There is a longstanding tension in the channel that partners know well – even if vendors do not always say it out loud. Channel programs are often built by people who understand product strategy, revenue models, and partner segmentation, but don’t truly understand the partner side of the relationship – because the have never run an MSP or MSSP themselves. They never had to win a customer, protect margin, manage service delivery, and keep the business growing all at once.
That’s not what’s happening at SonicWall. The company named Jonathan Berger as Senior Vice President of Global Channels and Alliances, putting him in charge of worldwide partner strategy across its MSP, MSSP, and reseller ecosystem. The hire stands out less because of the title than because of the path Berger took to get there.
Before joining SonicWall, Berger spent more than a decade in executive leadership at BlueAlly, one of SonicWall’s largest and most strategic partners, where he helped build and scale a cybersecurity-focused VAR, MSP, and MSSP business. Most recently, he served as Chief Marketing Officer at BlueAlly and, earlier in his career, he was CEO of Saicom Voice Services and COO of Virtual Graffiti.
With his experience, Berger is not approaching the channel from a purely vendor-side perspective. He has actually spent years on the partner side of the relationship, where the realities are more immediate in terms of how well the partner program delivers on expectations. Do margins hold up? Is vendor support responsive? Are MRR opportunities real? Does the channel program actually helps a partner compete. These are questions that matter to partners and it’s harder to build a program that does all that if you haven’t actually experienced the other side.

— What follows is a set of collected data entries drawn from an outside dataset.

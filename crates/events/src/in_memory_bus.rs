//! In-memory bus with a bounded mailbox per subscriber.

use std::sync::{Arc, Mutex, MutexGuard, PoisonError};

use thiserror::Error;

use crate::bus::{EventBus, Mailbox, Subscription};

/// Messages kept per subscriber before the oldest is evicted.
pub const DEFAULT_CAPACITY: usize = 64;

#[derive(Debug, Error, Clone, PartialEq, Eq)]
pub enum InMemoryBusError {
    /// Publish failed due to internal lock poisoning.
    #[error("subscriber list lock poisoned")]
    Poisoned,
}

/// In-memory pub/sub bus.
///
/// Fan-out is synchronous. A subscription that is held but never drained
/// costs at most `capacity` messages: once full, each publish evicts its
/// oldest entry. Subscriptions whose handle was dropped are pruned on the
/// next publish.
pub struct InMemoryEventBus<M> {
    mailboxes: Mutex<Vec<Arc<Mailbox<M>>>>,
    capacity: usize,
}

impl<M> InMemoryEventBus<M> {
    pub fn new() -> Self {
        Self::with_capacity(DEFAULT_CAPACITY)
    }

    /// Bus whose subscribers buffer at most `capacity` messages (minimum 1).
    pub fn with_capacity(capacity: usize) -> Self {
        Self {
            mailboxes: Mutex::new(Vec::new()),
            capacity: capacity.max(1),
        }
    }

    pub fn capacity(&self) -> usize {
        self.capacity
    }

    /// Number of subscribers that were alive at the last publish.
    pub fn subscriber_count(&self) -> usize {
        self.mailboxes.lock().map(|boxes| boxes.len()).unwrap_or(0)
    }

    fn mailboxes(&self) -> MutexGuard<'_, Vec<Arc<Mailbox<M>>>> {
        self.mailboxes.lock().unwrap_or_else(PoisonError::into_inner)
    }
}

impl<M> Default for InMemoryEventBus<M> {
    fn default() -> Self {
        Self::new()
    }
}

impl<M> core::fmt::Debug for InMemoryEventBus<M> {
    fn fmt(&self, f: &mut core::fmt::Formatter<'_>) -> core::fmt::Result {
        f.debug_struct("InMemoryEventBus")
            .field("subscribers", &self.subscriber_count())
            .field("capacity", &self.capacity)
            .finish()
    }
}

impl<M> Drop for InMemoryEventBus<M> {
    fn drop(&mut self) {
        for mailbox in self.mailboxes().iter() {
            mailbox.close();
        }
    }
}

impl<M> EventBus<M> for InMemoryEventBus<M>
where
    M: Clone + Send + 'static,
{
    type Error = InMemoryBusError;

    fn publish(&self, message: M) -> Result<(), Self::Error> {
        let mut mailboxes = self.mailboxes.lock().map_err(|_| InMemoryBusError::Poisoned)?;

        // The bus holds the only reference once a subscription is dropped.
        let before = mailboxes.len();
        mailboxes.retain(|mailbox| Arc::strong_count(mailbox) > 1);
        if mailboxes.len() != before {
            tracing::trace!(dropped = before - mailboxes.len(), "pruned closed subscriptions");
        }

        let mut lagging = 0usize;
        for mailbox in mailboxes.iter() {
            if mailbox.push(message.clone()) {
                lagging += 1;
            }
        }
        if lagging > 0 {
            tracing::trace!(lagging, capacity = self.capacity, "evicted oldest message for lagging subscribers");
        }

        Ok(())
    }

    fn subscribe(&self) -> Subscription<M> {
        let mailbox = Arc::new(Mailbox::new(self.capacity));
        self.mailboxes().push(Arc::clone(&mailbox));
        Subscription::attach(mailbox)
    }
}
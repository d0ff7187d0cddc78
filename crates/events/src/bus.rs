//! Publish/subscribe abstraction (mechanics only).
//!
//! A bus fans a message out to every live subscriber. It stores nothing: the
//! publisher owns the state, subscribers receive snapshots of it.

use std::collections::VecDeque;
use std::sync::mpsc::{RecvError, RecvTimeoutError, TryRecvError};
use std::sync::{Arc, Condvar, Mutex, MutexGuard, PoisonError};
use std::time::{Duration, Instant};

/// Bounded per-subscriber queue. When full, the oldest message is evicted.
pub(crate) struct Mailbox<M> {
    state: Mutex<MailboxState<M>>,
    ready: Condvar,
    capacity: usize,
}

struct MailboxState<M> {
    queue: VecDeque<M>,
    closed: bool,
    evicted: u64,
}

impl<M> Mailbox<M> {
    pub(crate) fn new(capacity: usize) -> Self {
        Self {
            state: Mutex::new(MailboxState {
                queue: VecDeque::new(),
                closed: false,
                evicted: 0,
            }),
            ready: Condvar::new(),
            capacity: capacity.max(1),
        }
    }

    fn lock(&self) -> MutexGuard<'_, MailboxState<M>> {
        self.state.lock().unwrap_or_else(PoisonError::into_inner)
    }

    /// Queue `message`; returns `true` if an older message had to be evicted.
    pub(crate) fn push(&self, message: M) -> bool {
        let mut state = self.lock();
        let evicted = state.queue.len() >= self.capacity;
        if evicted {
            state.queue.pop_front();
            state.evicted += 1;
        }
        state.queue.push_back(message);
        drop(state);
        self.ready.notify_one();
        evicted
    }

    /// No more messages will arrive; wakes blocked receivers.
    pub(crate) fn close(&self) {
        self.lock().closed = true;
        self.ready.notify_all();
    }
}

/// A subscription to a message stream.
///
/// Each subscription receives a copy of every message published after it was
/// created, in publish order. At most `capacity` messages are buffered; a
/// subscriber that never drains only ever holds the newest ones. Dropping it
/// unsubscribes.
///
/// ```ignore
/// let changes = store.subscribe();
/// store.toggle(Toggle::LocalDominance);
/// if let Some(change) = changes.latest() {
///     render(&change.totals);
/// }
/// ```
pub struct Subscription<M> {
    mailbox: Arc<Mailbox<M>>,
}

impl<M> Subscription<M> {
    pub(crate) fn attach(mailbox: Arc<Mailbox<M>>) -> Self {
        Self { mailbox }
    }

    /// Block until the next message is available.
    pub fn recv(&self) -> Result<M, RecvError> {
        let mut state = self.mailbox.lock();
        loop {
            if let Some(message) = state.queue.pop_front() {
                return Ok(message);
            }
            if state.closed {
                return Err(RecvError);
            }
            state = self.mailbox.ready.wait(state).unwrap_or_else(PoisonError::into_inner);
        }
    }

    /// Try to receive a message without blocking.
    pub fn try_recv(&self) -> Result<M, TryRecvError> {
        let mut state = self.mailbox.lock();
        match state.queue.pop_front() {
            Some(message) => Ok(message),
            None if state.closed => Err(TryRecvError::Disconnected),
            None => Err(TryRecvError::Empty),
        }
    }

    /// Block for up to `timeout` waiting for a message.
    pub fn recv_timeout(&self, timeout: Duration) -> Result<M, RecvTimeoutError> {
        let deadline = Instant::now() + timeout;
        let mut state = self.mailbox.lock();
        loop {
            if let Some(message) = state.queue.pop_front() {
                return Ok(message);
            }
            if state.closed {
                return Err(RecvTimeoutError::Disconnected);
            }
            let now = Instant::now();
            if now >= deadline {
                return Err(RecvTimeoutError::Timeout);
            }
            let (guard, _) = self
                .mailbox
                .ready
                .wait_timeout(state, deadline - now)
                .unwrap_or_else(PoisonError::into_inner);
            state = guard;
        }
    }

    /// Drain everything already queued and return the most recent message.
    ///
    /// Views only ever need the latest snapshot.
    pub fn latest(&self) -> Option<M> {
        self.mailbox.lock().queue.drain(..).last()
    }

    /// Messages discarded because this subscription fell behind.
    pub fn evicted(&self) -> u64 {
        self.mailbox.lock().evicted
    }

    pub fn capacity(&self) -> usize {
        self.mailbox.capacity
    }
}

impl<M> core::fmt::Debug for Subscription<M> {
    fn fmt(&self, f: &mut core::fmt::Formatter<'_>) -> core::fmt::Result {
        let state = self.mailbox.lock();
        f.debug_struct("Subscription")
            .field("queued", &state.queue.len())
            .field("capacity", &self.mailbox.capacity)
            .field("evicted", &state.evicted)
            .field("closed", &state.closed)
            .finish()
    }
}

/// Broadcast bus.
///
/// Delivery is best-effort and in-process; a subscriber that went away is
/// silently dropped on the next publish.
pub trait EventBus<M>: Send + Sync {
    type Error: core::fmt::Debug + Send + Sync + 'static;

    fn publish(&self, message: M) -> Result<(), Self::Error>;

    fn subscribe(&self) -> Subscription<M>;
}

impl<M, B> EventBus<M> for Arc<B>
where
    B: EventBus<M> + ?Sized,
{
    type Error = B::Error;

    fn publish(&self, message: M) -> Result<(), Self::Error> {
        (**self).publish(message)
    }

    fn subscribe(&self) -> Subscription<M> {
        (**self).subscribe()
    }
}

“Jonathan does not just understand our partners – he has been one,” said Patrick O’Donnell, Chief Revenue Officer at SonicWall. “He has lived our partners’ experience. He understands the business decisions they face every day, the programs that move the needle and the commitments that build long-term trust.”
That kind of credibility matters, especially now. MSPs and MSSPs have become more selective about the vendors they align with, not just because of product overlap, but because partner economics are under more pressure than ever. Security providers are looking for vendors that can help them build recurring revenue, simplify operations, support managed services delivery, and create enough differentiation to justify long-term investment. A channel chief who has experienced those pressures firsthand should be better positioned to understand which vendor commitments actually matter and which ones are mostly presentation.
Berger talks about it in terms of aligned incentives.
“I have spent my career building partner businesses and working alongside vendors,” he said. “The best channel relationships are built on the conviction that partner success and vendor success are one and the same. I am excited to be on the other side of the table, working to deliver programs and strategies that give our MSPs and MSSPs a genuine competitive advantage.”
It’s a strategically important approach for SonicWall, which operates through a 100% channel sales model. That means its partner ecosystem is not adjacent to the business; it is the business.
Berger will be tasked with deepening partner engagement, expanding recurring revenue opportunities, and ensuring SonicWall’s channel program delivers measurable value across a global network of partners spanning North America, EMEA, APJ, and Latin America.
His international background adds another layer to that role. Berger began his career in South Africa, where he founded and operated an ITSP, VoIP, and MSP business before relocating to the United States. That experience gives him a practical understanding of how partner businesses are shaped by different markets, customer expectations, and growth constraints. It’s a useful perspective for a global channel organization.
For partners, the more important question comes next. Having a former partner executive in the role is a great start, but the real test will be whether that perspective translates into concrete improvements in enablement, profitability, day-to-day partner experience and, most importantly, recurring revenue opportunities.